What you will do:
Whenever a line carries the word "deserialize", pull it out of the entries.

Records provided:
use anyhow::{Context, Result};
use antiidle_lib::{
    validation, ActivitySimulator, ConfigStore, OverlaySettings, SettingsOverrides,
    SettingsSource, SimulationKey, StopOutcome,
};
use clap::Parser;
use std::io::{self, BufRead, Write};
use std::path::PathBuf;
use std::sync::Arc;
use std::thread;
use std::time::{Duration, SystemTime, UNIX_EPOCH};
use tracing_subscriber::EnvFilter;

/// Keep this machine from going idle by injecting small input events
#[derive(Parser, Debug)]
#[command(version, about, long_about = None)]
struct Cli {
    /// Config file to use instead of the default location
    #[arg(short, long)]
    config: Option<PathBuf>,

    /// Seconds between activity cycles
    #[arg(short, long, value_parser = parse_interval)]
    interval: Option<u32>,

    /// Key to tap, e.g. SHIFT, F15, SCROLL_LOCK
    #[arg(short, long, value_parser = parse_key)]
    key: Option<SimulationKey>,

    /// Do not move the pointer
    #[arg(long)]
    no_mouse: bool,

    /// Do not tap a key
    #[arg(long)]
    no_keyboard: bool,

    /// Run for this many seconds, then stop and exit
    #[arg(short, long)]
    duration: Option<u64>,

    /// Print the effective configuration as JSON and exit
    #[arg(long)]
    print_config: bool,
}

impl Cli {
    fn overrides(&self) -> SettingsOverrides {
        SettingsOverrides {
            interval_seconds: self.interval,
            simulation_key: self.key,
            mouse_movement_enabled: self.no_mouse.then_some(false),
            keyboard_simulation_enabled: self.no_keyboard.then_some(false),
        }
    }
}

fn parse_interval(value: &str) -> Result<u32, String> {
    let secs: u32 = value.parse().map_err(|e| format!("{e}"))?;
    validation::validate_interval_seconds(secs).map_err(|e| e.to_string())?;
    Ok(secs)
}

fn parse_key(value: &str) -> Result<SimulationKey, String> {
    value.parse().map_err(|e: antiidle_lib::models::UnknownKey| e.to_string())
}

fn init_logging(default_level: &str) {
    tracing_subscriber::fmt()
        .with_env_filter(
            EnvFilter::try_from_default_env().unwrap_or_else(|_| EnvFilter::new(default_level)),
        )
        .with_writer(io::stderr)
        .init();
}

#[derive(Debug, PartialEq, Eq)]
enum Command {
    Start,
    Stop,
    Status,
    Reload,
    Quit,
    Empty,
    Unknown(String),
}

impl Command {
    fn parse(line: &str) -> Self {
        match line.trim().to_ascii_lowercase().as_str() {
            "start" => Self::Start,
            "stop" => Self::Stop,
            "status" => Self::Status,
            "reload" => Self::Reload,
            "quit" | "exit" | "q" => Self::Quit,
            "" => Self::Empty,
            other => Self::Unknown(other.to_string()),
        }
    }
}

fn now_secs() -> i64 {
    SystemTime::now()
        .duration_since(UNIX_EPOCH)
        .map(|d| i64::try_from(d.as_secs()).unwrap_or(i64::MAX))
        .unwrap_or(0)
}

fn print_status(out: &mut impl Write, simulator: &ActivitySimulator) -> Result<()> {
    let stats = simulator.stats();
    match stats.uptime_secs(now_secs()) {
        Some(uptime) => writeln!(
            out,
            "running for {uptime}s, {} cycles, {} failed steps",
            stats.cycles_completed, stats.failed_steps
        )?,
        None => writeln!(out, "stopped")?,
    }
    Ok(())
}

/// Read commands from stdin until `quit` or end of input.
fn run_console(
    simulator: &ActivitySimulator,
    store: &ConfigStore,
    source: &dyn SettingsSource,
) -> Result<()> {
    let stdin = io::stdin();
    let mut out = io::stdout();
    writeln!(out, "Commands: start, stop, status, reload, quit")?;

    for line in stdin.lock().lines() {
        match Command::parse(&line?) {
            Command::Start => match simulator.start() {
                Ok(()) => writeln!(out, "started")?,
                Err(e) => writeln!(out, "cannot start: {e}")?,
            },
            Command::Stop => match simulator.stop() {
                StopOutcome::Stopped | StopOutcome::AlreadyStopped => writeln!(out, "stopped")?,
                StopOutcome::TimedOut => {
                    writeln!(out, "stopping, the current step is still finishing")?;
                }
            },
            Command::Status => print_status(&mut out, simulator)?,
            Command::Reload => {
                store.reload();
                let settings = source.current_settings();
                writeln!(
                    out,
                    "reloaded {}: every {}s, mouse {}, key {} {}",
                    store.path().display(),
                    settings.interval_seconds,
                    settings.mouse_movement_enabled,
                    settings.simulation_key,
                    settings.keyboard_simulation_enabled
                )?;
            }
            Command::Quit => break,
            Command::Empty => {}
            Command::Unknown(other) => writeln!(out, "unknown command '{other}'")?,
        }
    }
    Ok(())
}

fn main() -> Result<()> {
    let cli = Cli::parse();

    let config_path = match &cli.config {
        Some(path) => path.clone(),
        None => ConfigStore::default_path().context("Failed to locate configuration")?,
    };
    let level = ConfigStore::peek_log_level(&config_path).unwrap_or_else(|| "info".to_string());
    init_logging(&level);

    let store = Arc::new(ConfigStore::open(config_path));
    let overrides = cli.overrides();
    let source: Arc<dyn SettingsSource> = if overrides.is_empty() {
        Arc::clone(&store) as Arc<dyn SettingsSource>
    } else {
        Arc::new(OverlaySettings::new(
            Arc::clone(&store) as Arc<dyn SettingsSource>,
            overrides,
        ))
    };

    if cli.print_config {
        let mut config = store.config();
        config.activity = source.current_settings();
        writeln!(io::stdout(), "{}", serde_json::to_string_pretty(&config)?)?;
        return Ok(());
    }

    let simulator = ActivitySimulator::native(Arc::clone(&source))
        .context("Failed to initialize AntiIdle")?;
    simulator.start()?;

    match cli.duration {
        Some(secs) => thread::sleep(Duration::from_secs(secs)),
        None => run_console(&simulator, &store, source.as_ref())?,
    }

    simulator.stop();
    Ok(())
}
--
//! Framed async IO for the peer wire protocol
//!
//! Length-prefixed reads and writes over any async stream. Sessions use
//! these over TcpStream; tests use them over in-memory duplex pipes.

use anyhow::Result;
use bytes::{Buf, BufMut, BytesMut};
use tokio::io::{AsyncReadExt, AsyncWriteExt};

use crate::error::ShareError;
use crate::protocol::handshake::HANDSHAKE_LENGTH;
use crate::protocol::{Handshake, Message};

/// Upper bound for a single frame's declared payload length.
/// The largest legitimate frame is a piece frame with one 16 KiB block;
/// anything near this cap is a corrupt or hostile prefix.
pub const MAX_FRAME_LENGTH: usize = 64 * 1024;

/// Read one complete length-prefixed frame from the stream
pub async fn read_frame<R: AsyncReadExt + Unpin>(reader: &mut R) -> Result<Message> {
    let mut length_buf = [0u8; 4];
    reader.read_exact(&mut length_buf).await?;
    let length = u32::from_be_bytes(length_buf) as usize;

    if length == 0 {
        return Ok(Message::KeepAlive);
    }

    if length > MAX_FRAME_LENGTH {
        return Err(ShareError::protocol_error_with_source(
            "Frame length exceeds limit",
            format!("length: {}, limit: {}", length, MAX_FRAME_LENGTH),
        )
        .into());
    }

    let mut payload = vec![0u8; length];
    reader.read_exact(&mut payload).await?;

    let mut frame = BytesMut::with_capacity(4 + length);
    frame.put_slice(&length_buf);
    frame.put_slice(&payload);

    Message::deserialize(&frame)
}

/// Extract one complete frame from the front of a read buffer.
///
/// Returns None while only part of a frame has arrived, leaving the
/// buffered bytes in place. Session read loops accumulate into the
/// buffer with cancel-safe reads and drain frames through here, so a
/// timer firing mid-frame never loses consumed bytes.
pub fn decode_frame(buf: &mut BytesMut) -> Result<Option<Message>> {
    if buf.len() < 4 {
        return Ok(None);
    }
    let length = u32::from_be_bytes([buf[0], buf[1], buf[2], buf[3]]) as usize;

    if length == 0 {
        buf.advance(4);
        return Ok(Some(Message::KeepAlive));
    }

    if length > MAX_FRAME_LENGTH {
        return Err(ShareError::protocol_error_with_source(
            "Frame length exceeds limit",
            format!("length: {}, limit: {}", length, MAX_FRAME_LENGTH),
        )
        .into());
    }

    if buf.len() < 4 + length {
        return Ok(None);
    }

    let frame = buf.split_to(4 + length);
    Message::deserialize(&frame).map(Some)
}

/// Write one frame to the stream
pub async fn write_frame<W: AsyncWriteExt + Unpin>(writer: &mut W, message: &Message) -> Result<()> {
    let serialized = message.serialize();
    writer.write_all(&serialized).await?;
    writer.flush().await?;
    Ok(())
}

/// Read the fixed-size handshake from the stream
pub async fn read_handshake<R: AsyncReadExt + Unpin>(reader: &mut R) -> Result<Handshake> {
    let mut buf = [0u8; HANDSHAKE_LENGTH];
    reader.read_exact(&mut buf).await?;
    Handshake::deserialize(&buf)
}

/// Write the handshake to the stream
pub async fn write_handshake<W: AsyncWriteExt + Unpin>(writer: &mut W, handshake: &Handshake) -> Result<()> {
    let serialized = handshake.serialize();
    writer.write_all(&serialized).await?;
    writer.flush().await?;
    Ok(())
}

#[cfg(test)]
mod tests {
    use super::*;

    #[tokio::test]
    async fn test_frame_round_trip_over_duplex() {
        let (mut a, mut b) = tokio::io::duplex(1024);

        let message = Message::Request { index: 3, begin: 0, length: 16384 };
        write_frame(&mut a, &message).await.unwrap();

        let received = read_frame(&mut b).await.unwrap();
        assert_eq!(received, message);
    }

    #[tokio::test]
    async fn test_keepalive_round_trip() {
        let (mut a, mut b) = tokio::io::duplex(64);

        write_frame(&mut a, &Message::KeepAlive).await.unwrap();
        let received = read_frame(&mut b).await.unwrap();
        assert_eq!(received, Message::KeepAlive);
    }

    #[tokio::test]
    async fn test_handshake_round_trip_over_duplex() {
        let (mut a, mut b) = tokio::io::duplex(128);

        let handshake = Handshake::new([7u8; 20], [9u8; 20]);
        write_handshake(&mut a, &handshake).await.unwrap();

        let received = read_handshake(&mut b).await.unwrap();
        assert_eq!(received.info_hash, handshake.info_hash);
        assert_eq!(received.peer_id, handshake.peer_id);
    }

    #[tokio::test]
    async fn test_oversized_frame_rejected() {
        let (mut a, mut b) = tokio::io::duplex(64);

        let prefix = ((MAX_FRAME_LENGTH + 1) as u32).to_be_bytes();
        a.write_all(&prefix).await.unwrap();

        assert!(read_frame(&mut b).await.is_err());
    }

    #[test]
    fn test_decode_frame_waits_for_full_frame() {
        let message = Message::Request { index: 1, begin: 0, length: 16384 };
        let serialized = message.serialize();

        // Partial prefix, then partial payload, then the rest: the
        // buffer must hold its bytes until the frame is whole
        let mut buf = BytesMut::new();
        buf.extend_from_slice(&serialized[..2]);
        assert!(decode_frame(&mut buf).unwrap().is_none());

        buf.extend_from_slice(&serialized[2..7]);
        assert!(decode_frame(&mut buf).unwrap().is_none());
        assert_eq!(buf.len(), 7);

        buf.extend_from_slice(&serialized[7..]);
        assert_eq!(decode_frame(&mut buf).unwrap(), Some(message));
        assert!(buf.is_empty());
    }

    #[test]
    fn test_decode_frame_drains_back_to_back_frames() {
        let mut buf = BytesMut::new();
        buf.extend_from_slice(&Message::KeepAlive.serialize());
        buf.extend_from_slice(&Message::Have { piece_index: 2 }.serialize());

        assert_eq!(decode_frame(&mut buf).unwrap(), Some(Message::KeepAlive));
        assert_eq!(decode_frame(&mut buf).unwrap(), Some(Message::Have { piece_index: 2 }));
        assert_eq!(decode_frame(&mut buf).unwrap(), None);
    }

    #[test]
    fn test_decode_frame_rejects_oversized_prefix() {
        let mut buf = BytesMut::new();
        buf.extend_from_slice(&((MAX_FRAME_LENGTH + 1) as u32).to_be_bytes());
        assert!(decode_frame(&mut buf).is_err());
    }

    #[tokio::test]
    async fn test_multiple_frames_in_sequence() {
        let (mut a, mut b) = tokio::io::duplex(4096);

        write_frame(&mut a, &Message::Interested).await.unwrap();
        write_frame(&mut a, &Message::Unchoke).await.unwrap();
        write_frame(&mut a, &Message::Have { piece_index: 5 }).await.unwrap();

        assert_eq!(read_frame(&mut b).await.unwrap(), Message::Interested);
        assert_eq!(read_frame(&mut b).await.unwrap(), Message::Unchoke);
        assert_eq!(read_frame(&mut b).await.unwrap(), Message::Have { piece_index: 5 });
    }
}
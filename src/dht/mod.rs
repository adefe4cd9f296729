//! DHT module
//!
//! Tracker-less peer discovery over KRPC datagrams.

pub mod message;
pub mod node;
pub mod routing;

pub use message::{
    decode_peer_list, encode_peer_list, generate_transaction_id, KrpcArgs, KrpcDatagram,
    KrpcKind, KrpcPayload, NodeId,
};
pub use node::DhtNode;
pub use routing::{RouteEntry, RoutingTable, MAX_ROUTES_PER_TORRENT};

Solution for this problem:
    Message::deserialize(&frame)
    Message::deserialize(&frame).map(Some)
    Handshake::deserialize(&buf)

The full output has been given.